Notably, a significant difference in the CA125 levels was demonstrated between the proliferative and secretory cycle phases in the controls and cases (which have not been exposed to hormonal treatment in the 3 months prior to PF collection). This is not in agreement with a previous report (24) in which the sample numbers were lower (1122) and the assay was based on a different, older antibody, which may be less specific. Care is required and the cycle phase must be taken into account. The present study hypothesised that HE4 (which in this study, in contrast to CA125, failed to distinguish between the cycle phases), may be a more 'robust' marker individually when the cycle phase is unknown or the population is distributed over the entire menstrual cycle. However, CA125 and HE4 may exhibit better predictive ability alone when an exclusively proliferative or an exclusively secretory phase population is investigated, respectively (Table II). However, this requires further confirmation using larger groups of samples and patients.

Treatment of endometriosis may reduce the risk of developing ovarian cancer. Current treatments include the administration of contraceptives, combined-sequential or continuous, which inhibit ovulation and therefore, an additional inflammatory episode on the surface of the ovary and possibly in surrounding tissues. The use of contraceptives has also been demonstrated to reduce ovarian cancer risk independently of the presence of endometriosis (11). The present study demonstrates reduced levels of CA125 and significantly reduced levels of HE4. This suggests the usefulness of contraceptives, including gestagens, when administered alone in the treatment of endometriosis and potentially in the context of ovarian cancer, since these two proteins are associated with this pathology. In the present study the patients with endometriosis were not sub-grouped as a function of lesion location, however, our previous study observed that women were less likely to develop ovarian lesions compared with lesions in other locations (peritoneal or recto-vaginal) following the use of oral contraceptives (39). This is particularly notable in the context of the ovarian cancer risk discussed in the present study. Gonadotropin releasing hormone agonists (GnRHa) induce a hypo-estrogenic state and therefore can be used in the treatment of endometriosis as long as the patient does not wish to become pregnant; this is also the case with other hormonal medications. The increased incidence of ovarian cancer in patients with endometriosis provides a reason to identify endometriosis as soon as it occurs. It is difficult to suggest whether the sub-population with an increased risk may indeed be specifically characterised by increased levels of the ovarian cancer markers, CA125 and possibly HE4, in the phase of pre-malignancy. The present study, nevertheless, suggests that the treatment of endometriosis is required as a result of its potential to reduce the risk of ovarian cancer, as well as to reduce symptoms such as pain.

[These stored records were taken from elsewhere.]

//! Configuration types for Markdown-to-document conversion.
//!
//! All conversion behaviour is controlled through [`ConversionConfig`], built
//! via its [`ConversionConfigBuilder`]. Keeping every knob in one struct makes
//! it trivial to share a config between the single-file and batch paths and to
//! diff two runs to understand why their outputs differ.
//!
//! Environment lookups (`PANDOC_PATH`, `MD2DOC_TEMPLATE`) happen exactly once,
//! in [`ConversionConfig::from_env`] — never inside deep call chains. Code that
//! receives a config can trust that what is in the struct is the whole story.

use crate::error::Md2DocError;
use crate::progress::BatchProgressCallback;
use serde::{Deserialize, Serialize};
use std::fmt;
use std::path::{Path, PathBuf};
use std::sync::Arc;
use std::time::Duration;

/// Environment variable overriding the pandoc executable path.
pub const ENV_PANDOC_PATH: &str = "PANDOC_PATH";

/// Environment variable overriding the default docx template path.
pub const ENV_DEFAULT_TEMPLATE: &str = "MD2DOC_TEMPLATE";

/// Configuration for a conversion run (single file or batch).
///
/// Built via [`ConversionConfig::builder()`], [`ConversionConfig::default()`],
/// or [`ConversionConfig::from_env()`].
///
/// # Example
/// ```rust
/// use md2doc::ConversionConfig;
///
/// let config = ConversionConfig::builder()
///     .render_diagrams(false)
///     .build()
///     .unwrap();
/// ```
#[derive(Clone)]
pub struct ConversionConfig {
    /// Explicit path to the pandoc executable. `None` means: search `PATH`.
    pub pandoc_path: Option<PathBuf>,

    /// Default docx reference template, used when neither the CLI nor the
    /// profile supplies one.
    pub default_template: Option<PathBuf>,

    /// Preferred PDF engine. `None` means: probe the candidate list in order.
    pub pdf_engine: Option<PdfEngine>,

    /// What to do with frontmatter keys outside the recognized set.
    /// Default: [`UnknownKeyPolicy::Drop`].
    pub unknown_keys: UnknownKeyPolicy,

    /// Render fenced mermaid blocks to images via the external `mmdc` CLI
    /// before conversion. When `mmdc` is missing this degrades to a warning.
    /// Default: true.
    pub render_diagrams: bool,

    /// Upper bound on a single engine subprocess call. Default: `None`.
    ///
    /// `None` means the call is unbounded — pandoc (and a LaTeX run behind
    /// it) can legitimately take minutes on large documents, so the default
    /// trusts the external tool. Set a bound when converting untrusted input
    /// in automation; a timed-out call is reported as a conversion failure.
    pub engine_timeout: Option<Duration>,

    /// Per-file progress events for batch runs. `None` disables reporting.
    pub progress: Option<Arc<dyn BatchProgressCallback>>,
}

impl fmt::Debug for ConversionConfig {
    fn fmt(&self, f: &mut fmt::Formatter<'_>) -> fmt::Result {
        f.debug_struct("ConversionConfig")
            .field("pandoc_path", &self.pandoc_path)
            .field("default_template", &self.default_template)
            .field("pdf_engine", &self.pdf_engine)
            .field("unknown_keys", &self.unknown_keys)
            .field("render_diagrams", &self.render_diagrams)
            .field("engine_timeout", &self.engine_timeout)
            .field("progress", &self.progress.as_ref().map(|_| "<dyn BatchProgressCallback>"))
            .finish()
    }
}

impl Default for ConversionConfig {
    fn default() -> Self {
        Self {
            pandoc_path: None,
            default_template: None,
            pdf_engine: None,
            unknown_keys: UnknownKeyPolicy::default(),
            render_diagrams: true,
            engine_timeout: None,
            progress: None,
        }
    }
}

impl ConversionConfig {
    /// Create a new builder for `ConversionConfig`.
    pub fn builder() -> ConversionConfigBuilder {
        ConversionConfigBuilder {
            config: Self::default(),
        }
    }

    /// Build a config with defaults plus the process environment applied.
    ///
    /// Reads `PANDOC_PATH` and `MD2DOC_TEMPLATE`. This is the only place the
    /// library touches the environment.
    pub fn from_env() -> Self {
        let mut config = Self::default();
        if let Ok(p) = std::env::var(ENV_PANDOC_PATH) {
            if !p.is_empty() {
                config.pandoc_path = Some(PathBuf::from(p));
            }
        }
        if let Ok(t) = std::env::var(ENV_DEFAULT_TEMPLATE) {
            if !t.is_empty() {
                config.default_template = Some(PathBuf::from(t));
            }
        }
        config
    }
}

/// Builder for [`ConversionConfig`].
#[derive(Debug)]
pub struct ConversionConfigBuilder {
    config: ConversionConfig,
}

impl ConversionConfigBuilder {
    pub fn pandoc_path(mut self, path: impl AsRef<Path>) -> Self {
        self.config.pandoc_path = Some(path.as_ref().to_path_buf());
        self
    }

    pub fn default_template(mut self, path: impl AsRef<Path>) -> Self {
        self.config.default_template = Some(path.as_ref().to_path_buf());
        self
    }

    pub fn pdf_engine(mut self, engine: PdfEngine) -> Self {
        self.config.pdf_engine = Some(engine);
        self
    }

    pub fn unknown_keys(mut self, policy: UnknownKeyPolicy) -> Self {
        self.config.unknown_keys = policy;
        self
    }

    pub fn render_diagrams(mut self, v: bool) -> Self {
        self.config.render_diagrams = v;
        self
    }

    pub fn engine_timeout(mut self, timeout: Duration) -> Self {
        self.config.engine_timeout = Some(timeout);
        self
    }

    pub fn progress_callback(mut self, cb: Arc<dyn BatchProgressCallback>) -> Self {
        self.config.progress = Some(cb);
        self
    }

    /// Build the configuration, validating constraints.
    pub fn build(self) -> Result<ConversionConfig, Md2DocError> {
        if let Some(t) = self.config.engine_timeout {
            if t.is_zero() {
                return Err(Md2DocError::InvalidConfig(
                    "engine_timeout must be greater than zero".into(),
                ));
            }
        }
        Ok(self.config)
    }
}

// ── Enums ────────────────────────────────────────────────────────────────

/// Supported output formats.
#[derive(Debug, Clone, Copy, PartialEq, Eq, Hash, Serialize, Deserialize)]
#[serde(rename_all = "lowercase")]
pub enum TargetFormat {
    /// Word document, optionally styled by a reference template.
    Docx,
    /// PDF, produced through an external LaTeX engine.
    Pdf,
}

impl TargetFormat {
    /// All supported formats, in the order they are listed to users.
    pub const ALL: [TargetFormat; 2] = [TargetFormat::Docx, TargetFormat::Pdf];

    /// Parse a user-supplied format name (case-insensitive).
    pub fn parse(s: &str) -> Result<Self, Md2DocError> {
        match s.trim().to_ascii_lowercase().as_str() {
            "docx" => Ok(TargetFormat::Docx),
            "pdf" => Ok(TargetFormat::Pdf),
            other => Err(Md2DocError::UnsupportedFormat {
                format: other.to_string(),
            }),
        }
    }

    /// The format name as pandoc's `-t` argument expects it.
    pub fn pandoc_name(&self) -> &'static str {
        match self {
            TargetFormat::Docx => "docx",
            TargetFormat::Pdf => "pdf",
        }
    }

    /// File extension, without the leading dot.
    pub fn extension(&self) -> &'static str {
        self.pandoc_name()
    }
}

impl Default for TargetFormat {
    fn default() -> Self {
        TargetFormat::Docx
    }
}

impl fmt::Display for TargetFormat {
    fn fmt(&self, f: &mut fmt::Formatter<'_>) -> fmt::Result {
        f.write_str(self.pandoc_name())
    }
}

/// Parse a comma-separated `--formats` list.
///
/// Entries are trimmed and lowercased; empty entries from stray commas are
/// dropped; unknown names are rejected naming the valid set; duplicates are
/// removed preserving first occurrence. An effectively empty list is an error.
pub fn parse_format_list(s: &str) -> Result<Vec<TargetFormat>, Md2DocError> {
    let mut formats: Vec<TargetFormat> = Vec::new();
    for entry in s.split(',') {
        let entry = entry.trim();
        if entry.is_empty() {
            continue;
        }
        let format = TargetFormat::parse(entry)?;
        if !formats.contains(&format) {
            formats.push(format);
        }
    }
    if formats.is_empty() {
        return Err(Md2DocError::InvalidConfig(
            "--formats must contain at least one valid format (docx, pdf)".into(),
        ));
    }
    Ok(formats)
}

/// External LaTeX engines pandoc can drive for PDF output.
#[derive(Debug, Clone, Copy, PartialEq, Eq, Serialize, Deserialize)]
#[serde(rename_all = "lowercase")]
pub enum PdfEngine {
    Xelatex,
    Lualatex,
    Pdflatex,
}

impl PdfEngine {
    /// Autodetection candidates, in fixed preference order.
    pub const CANDIDATES: [PdfEngine; 3] =
        [PdfEngine::Xelatex, PdfEngine::Lualatex, PdfEngine::Pdflatex];

    /// Executable name to probe on `PATH` and pass to `--pdf-engine`.
    pub fn executable(&self) -> &'static str {
        match self {
            PdfEngine::Xelatex => "xelatex",
            PdfEngine::Lualatex => "lualatex",
            PdfEngine::Pdflatex => "pdflatex",
        }
    }

    /// Parse a user-supplied engine name.
    pub fn parse(s: &str) -> Result<Self, Md2DocError> {
        match s.trim().to_ascii_lowercase().as_str() {
            "xelatex" => Ok(PdfEngine::Xelatex),
            "lualatex" => Ok(PdfEngine::Lualatex),
            "pdflatex" => Ok(PdfEngine::Pdflatex),
            other => Err(Md2DocError::InvalidConfig(format!(
                "unknown PDF engine '{other}' (expected xelatex, lualatex, or pdflatex)"
            ))),
        }
    }
}

impl fmt::Display for PdfEngine {
    fn fmt(&self, f: &mut fmt::Formatter<'_>) -> fmt::Result {
        f.write_str(self.executable())
    }
}

/// Policy for frontmatter keys outside the recognized set.
///
/// The recognized set is fixed ([`crate::metadata::RECOGNIZED_KEYS`]); what
/// happens to everything else is a deliberate, named choice rather than an
/// implicit parser behaviour.
#[derive(Debug, Clone, Copy, PartialEq, Eq, Default, Serialize, Deserialize)]
#[serde(rename_all = "lowercase")]
pub enum UnknownKeyPolicy {
    /// Silently drop unrecognized keys (logged at debug level). Default.
    #[default]
    Drop,
    /// Forward unrecognized keys to the engine unmodified.
    Passthrough,
}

The present results confirm those of a previous study (40) demonstrating that GnRHa, administered for the reduction of pain (41), resulted in a significant reduction in peritoneal pro-inflammatory cytokine and growth factor levels, therefore mediating a regression in the inflammatory activity in the peritoneal environment in patients with endometriosis (42). The present study shows that several pro-inflammatory cytokines and growth markers exhibit reduced PF concentrations following GnRHa treatment in patients with endometriosis (42). It also reveals that CA125 levels are not reduced following such treatment while those of HE4 are (P<0.0001). HE4, therefore, may be an ideal marker, superior to CA125, for the success of medical treatment of endometriosis, since it responds similarly to the different categories of hormones and, as mentioned previously, does not depend on the menstrual cycle phase in the group of non-treated patients.

A drawback of the present study is the absence of data regarding the occurrence of ovarian cancer in the study population. It is extremely difficult to gather samples from patients with ovarian cancer, together with the complete information regarding the presence or absence of past endometriosis. Additionally, such a project would likely further benefit from the analysis of serum samples obtained during the endometriosis and the cancer phases. This was not performed in the present study where an increased specificity by the restriction to the peritoneal compartment was targeted.

In conclusion, the present study shows that the treatment of patients with endometriosis with sex steroids or GnRHa reduced the exposure of ovarian epithelial cells to an inflammatory environment. Whether this may later have a beneficial, negative effect on the risk of developing ovarian cancer remains to be elucidated. The response of the peritoneal environment to such treatment may be monitored by ovarian cancer markers, including CA125 and HE4, with the latter being slightly superior to the former since it does not react to menstrual cycle variations and the reductions in PF concentrations are more pronounced. Variance of the results within one group, however, is not better (smaller) for HE4 than for CA125. Long-term studies, including observation of serum levels, are required to gain further insight.

Acknowledgments

The authors would like to thank Dr Magnus Lövenklev (Fujirebio Diagnostics, Gothenburg, Sweden) for providing the assay kits for HE4 free of charge, Ms. Barbara Haldemann and her team for the collection of the PF samples and to Ms. Anne Vaucher for technical assistance in the laboratory. This study was funded, in part, by the Swiss National Science Foundation (grant no. 320030_140774).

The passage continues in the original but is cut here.